The phrase “knows the heart” isn’t quite right. In the Greek text, this phrase is compressed into a single Greek word, kardiognostes. Literally, the word means “heart-knower.” The unusual thing about this word is that it is not a Greek expression. Greeks did not think of the heart as the center of cognitive activity. The Greek expression would have been “mind-knower.” In Greek thought, the essence of a person is the rational function of the mind, not the fickle center of emotions ascribed to the heart. Luke’s expression is Hebraic, not Greek. It is found in 1 Kings 8:39 where the words are teda et-levavo (from yada – to know – and lev – heart). Because “You [God] know the heart,” says Solomon, “you are able to give to each man according to all his ways.” In other words, in Hebrew thought the heart is the center of personality. God judges actions, emotions, thoughts and attitudes by looking at the heart. Of course, this idea is simply unimaginable in the Greek world.

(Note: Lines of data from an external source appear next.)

//! Command strings and events shared by every component.
//!
//! A bound key in the i3 config can mix native and custom statements:
//!
//! ```text
//! bindsym $mod+Tab workspace back_and_forth; #workspace_toggle 1
//! ```
//!
//! Statements are separated by [`STATEMENT_SEPARATOR`].  A statement whose
//! first non-blank character is [`CUSTOM_MARKER`] is a *custom* statement and
//! is routed to a registered handler; everything else is passed to the window
//! manager unchanged.

use std::fmt;

/// Marks a statement as custom.  Stripped before handler lookup.
pub const CUSTOM_MARKER: char = '#';

/// Separates statements inside one command string.
pub const STATEMENT_SEPARATOR: char = ';';

/// One trimmed statement of a command string.
#[derive(Debug, Clone, Copy, PartialEq, Eq)]
pub enum Statement<'a> {
    /// Passed verbatim to the window manager.
    Native(&'a str),
    /// Custom statement with the marker already stripped, e.g.
    /// `"workspace_toggle 1"`.
    Custom(&'a str),
}

impl fmt::Display for Statement<'_> {
    fn fmt(&self, f: &mut fmt::Formatter<'_>) -> fmt::Result {
        match self {
            Statement::Native(s) => write!(f, "{}", s),
            Statement::Custom(s) => write!(f, "{}{}", CUSTOM_MARKER, s),
        }
    }
}

/// Split `command` into statements, left to right.
///
/// Each piece is trimmed; empty pieces (a trailing `;`, `;;`) are skipped.
pub fn split_statements(command: &str) -> impl Iterator<Item = Statement<'_>> {
    command
        .split(STATEMENT_SEPARATOR)
        .map(str::trim)
        .filter(|s| !s.is_empty())
        .map(|s| match s.strip_prefix(CUSTOM_MARKER) {
            Some(custom) => Statement::Custom(custom.trim_start()),
            None => Statement::Native(s),
        })
}

/// The part of a bound command that i3 has not already executed.
///
/// i3 runs the whole binding itself before announcing it, treating a custom
/// statement as an error and skipping the rest.  Everything from the first
/// marker onwards therefore still needs handling.  Returns `None` when the
/// binding contains no marker at all.
pub fn unprocessed_tail(binding_command: &str) -> Option<&str> {
    binding_command
        .find(CUSTOM_MARKER)
        .map(|idx| &binding_command[idx..])
}

/// First whitespace-delimited token of a custom statement.
pub fn base_command(statement: &str) -> Option<&str> {
    statement.split_whitespace().next()
}

/// Native window-manager events the daemon reacts to.
#[derive(Debug, Clone, PartialEq, Eq)]
pub enum Event {
    /// A key binding fired.  `command` is the full bound command text.
    Binding { command: String },

    /// Focus moved to another workspace.  `current` is the name of the newly
    /// focused workspace when the window manager reported one.
    WorkspaceFocus { current: Option<String> },

    /// The window manager is exiting or restarting.
    Shutdown,
}

/// Result of one native command as reported by the window manager.
#[derive(Debug, Clone, PartialEq, Eq)]
pub struct CommandOutcome {
    pub success: bool,
    /// Human-readable reason when `success` is false.
    pub error: Option<String>,
}

impl CommandOutcome {
    pub fn ok() -> Self {
        Self {
            success: true,
            error: None,
        }
    }

    pub fn failed(error: impl Into<String>) -> Self {
        Self {
            success: false,
            error: Some(error.into()),
        }
    }
}

/// Format the native command that focuses workspace `name`.
///
/// Quotes inside `name` are not escaped.
pub fn workspace_command(name: &str) -> String {
    format!("workspace \"{}\"", name)
}

#[cfg(test)]
mod tests {
    use super::*;

    fn split(s: &str) -> Vec<Statement<'_>> {
        split_statements(s).collect()
    }

    #[test]
    fn mixed_statements_keep_order() {
        assert_eq!(
            split("workspace 3; #workspace_toggle 1"),
            vec![
                Statement::Native("workspace 3"),
                Statement::Custom("workspace_toggle 1"),
            ]
        );
    }

    #[test]
    fn custom_first_then_native() {
        assert_eq!(
            split("#show_history; workspace History"),
            vec![
                Statement::Custom("show_history"),
                Statement::Native("workspace History"),
            ]
        );
    }

    #[test]
    fn empty_statements_are_skipped() {
        assert_eq!(
            split(" ; nop;; #a ;"),
            vec![Statement::Native("nop"), Statement::Custom("a")]
        );
        assert!(split("").is_empty());
    }

    #[test]
    fn marker_only_counts_at_statement_start() {
        assert_eq!(
            split("exec echo '#not custom'"),
            vec![Statement::Native("exec echo '#not custom'")]
        );
    }

    #[test]
    fn unprocessed_tail_starts_at_first_marker() {
        assert_eq!(unprocessed_tail("workspace 1"), None);
        assert_eq!(unprocessed_tail("#a"), Some("#a"));
        assert_eq!(
            unprocessed_tail("nop; #a 1; workspace 2; #b"),
            Some("#a 1; workspace 2; #b")
        );
    }

    #[test]
    fn base_command_is_first_token() {
        assert_eq!(base_command("workspace_toggle 1"), Some("workspace_toggle"));
        assert_eq!(base_command("  spaced\targs "), Some("spaced"));
        assert_eq!(base_command("   "), None);
    }

    #[test]
    fn statement_display_restores_marker() {
        assert_eq!(Statement::Custom("x 1").to_string(), "#x 1");
        assert_eq!(Statement::Native("nop").to_string(), "nop");
    }

    #[test]
    fn workspace_command_quotes_name() {
        assert_eq!(workspace_command("2: web"), "workspace \"2: web\"");
    }
}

From this little problem, we learn three important things. First, of course, we learn that the Greek idea of rational priority doesn’t fit the biblical worldview. God is not interested in what you think unless what you think shows itself in how you behave, what you feel and what kind of attitudes you express. You are not your mind. You are the embodiment of God’s animating energy breathed into you – all of you. The radical difference between the compartmentalized Greek world of body, mind and soul, and the unified oneness of the Hebrew nephesh means that your spiritual existence is not separated and segregated from the rest of your life. In God’s world, WYSIWYG applies (What You See Is What You Get).
Secondly, we are reminded of the crucial fact that God judges us according to the center of our personality – the heart. He looks at our true self and He is the only One who can. Luke knew this, even as a native Greek, because Luke thought like a Hebrew. As a physician, this Hebrew perspective gives even more credence to Luke’s shift in point of view.
Finally, we discover that the subtle shift in translation language pushes us away from the unified embodiment of the biblical viewpoint toward a segmented Greek understanding of the world. That subtle shift might not seem like much in this verse, but it leads to the concept that religion and politics don’t mix, that what I believe is my own business and that once I accept the rational tenets of the faith, I am home free. That tiny shift has terrible consequences. On top of all that, we learn that Luke spoke Hebrew. Isn’t that interesting? It just might change the way you think about the New Testament.